While close personal touch and meaningful social interactions with
other people have long been linked to better physical and mental
health, much of this research has focused on romantic or family
relationships, researchers note in the online journal PLOS ONE.
The current study focused on adults who were typically not married
or in long-term committed relationships, and still found a link
between simple touch - hugs - and better moods after people
experienced conflict.
For the study, researchers interviewed 404 men and women every night
for two weeks about a wide range of activities and interactions they
had experienced during the day as well as any positive or negative
moods. Just 98 of the participants were married or in what they
described as "marriage-like" relationships.
When people experienced conflicts, they noted a smaller decrease in
positive emotions and a smaller increase in negative feelings when
they had also received one or more hugs that day, the study found.

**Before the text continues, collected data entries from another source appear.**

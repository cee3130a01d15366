use is_terminal::IsTerminal;

#[derive(Debug, Clone, Copy, PartialEq, Eq)]
pub struct TerminalCapabilities {
    pub supports_color: bool,
    pub supports_unicode: bool,
    pub is_ci: bool,
}

pub fn detect_capabilities() -> TerminalCapabilities {
    detect_capabilities_impl(|key| std::env::var(key).ok(), std::io::stdout().is_terminal())
}

fn detect_capabilities_impl(
    get_env: impl Fn(&str) -> Option<String>,
    is_tty: bool,
) -> TerminalCapabilities {
    let term = get_env("TERM").unwrap_or_default();
    let term_is_dumb = term.eq_ignore_ascii_case("dumb");

    let no_color = get_env("NO_COLOR").is_some();
    let is_ci = is_ci_env(&get_env);

    TerminalCapabilities {
        supports_color: is_tty && !term_is_dumb && !no_color,
        supports_unicode: !term_is_dumb && unicode_locale(&get_env),
        is_ci,
    }
}

fn is_ci_env(get_env: &impl Fn(&str) -> Option<String>) -> bool {
    const KEYS: &[&str] = &[
        "CI",
        "GITHUB_ACTIONS",
        "JENKINS_HOME",
        "BUILDKITE",
        "CIRCLECI",
        "TRAVIS",
    ];

    KEYS.iter().any(|k| get_env(k).is_some())
}

fn unicode_locale(get_env: &impl Fn(&str) -> Option<String>) -> bool {
    const KEYS: &[&str] = &["LC_ALL", "LC_CTYPE", "LANG"];
    for k in KEYS {
        if let Some(val) = get_env(k) {
            let v = val.to_lowercase();
            if v == "c" || v == "posix" {
                return false;
            }
            if v.contains("utf-8") || v.contains("utf8") {
                return true;
            }
        }
    }

    true
}
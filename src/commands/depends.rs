//! Depends command handler

use anyhow::Result;

use wheelwright::application::DependsUseCase;

use super::CommandContext;
use crate::ui::json;
use crate::ui::primitives::icon::Icon;

pub fn cmd_depends(ctx: &CommandContext) -> Result<()> {
    let packages = &ctx.config.depends.packages;

    ctx.with_runner(|runner| Ok(DependsUseCase::new(runner, ctx.toolchain()).execute(packages)?))?;

    if ctx.ui.json {
        let _ = json::emit(serde_json::json!({
            "event": "depends",
            "packages": packages,
        }));
    } else if !ctx.dry_run && !packages.is_empty() {
        println!(
            "{} Installed {}",
            Icon::Success.colored(ctx.ui.color, ctx.ui.unicode),
            packages.join(", ")
        );
    }
    Ok(())
}
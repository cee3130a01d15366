use wheelwright::{ConfigWarning, WarningKind};

use crate::ui::context::UiContext;
use crate::ui::primitives::icon::Icon;

pub fn print_config_warnings(ui: &UiContext, warnings: &[ConfigWarning]) {
    if ui.json {
        for w in warnings {
            let (kind, value) = match &w.kind {
                WarningKind::UnknownKey => ("unknown_key", None),
                WarningKind::InvalidValue { value, .. } => ("invalid_value", Some(value)),
            };
            let _ = crate::ui::json::emit(serde_json::json!({
                "event": "config_warning",
                "kind": kind,
                "key": w.key,
                "value": value,
                "file": w.file.as_ref().map(|f| f.display().to_string()),
                "line": w.line,
                "suggestion": w.suggestion,
            }));
        }
        return;
    }

    let icon = Icon::Warning.colored(ui.color, ui.unicode);
    for w in warnings {
        eprintln!("{} {}", icon, describe(w));

        if let Some(suggestion) = &w.suggestion {
            eprintln!("   Did you mean '{}'?", suggestion);
        }
    }
}

fn describe(w: &ConfigWarning) -> String {
    let location = match (&w.file, w.line) {
        (Some(file), Some(line)) => format!("{}:{}", file.display(), line),
        (Some(file), None) => file.display().to_string(),
        (None, _) => "the environment".to_string(),
    };

    match &w.kind {
        WarningKind::UnknownKey => format!("Unknown config key '{}' in {}", w.key, location),
        WarningKind::InvalidValue { value, expected } => format!(
            "Ignoring invalid value '{}' for {} in {} (expected one of: {})",
            value, w.key, location, expected
        ),
    }
}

"We were not surprised to find that people who reported receiving a
hug appeared to be protected against poorer moods related to
experiencing conflict," said lead study author Michael Murphy of
Carnegie Mellon University in Pittsburgh, Pennsylvania.
"This finding is consistent with multiple emerging lines of evidence
demonstrating the ability of touch-behaviors within close
relationships to reduce perceptions of threat and increase feelings
of security and wellbeing," Murphy said by email. "We were, however,
at least somewhat surprised to find that there were no detectable
differences between women and men in our study in the extent to
which hugs protected against conflict-related negative mood."
Overall, participants reported experiencing conflicts on an average
of two days during the study; they reported receiving hugs, on
average, on almost nine days.
On any given day, about 10 percent of participants experienced
conflict and also received a hug, the study found. About 4 percent
of participants on any given day experienced conflict but didn't get
a hug.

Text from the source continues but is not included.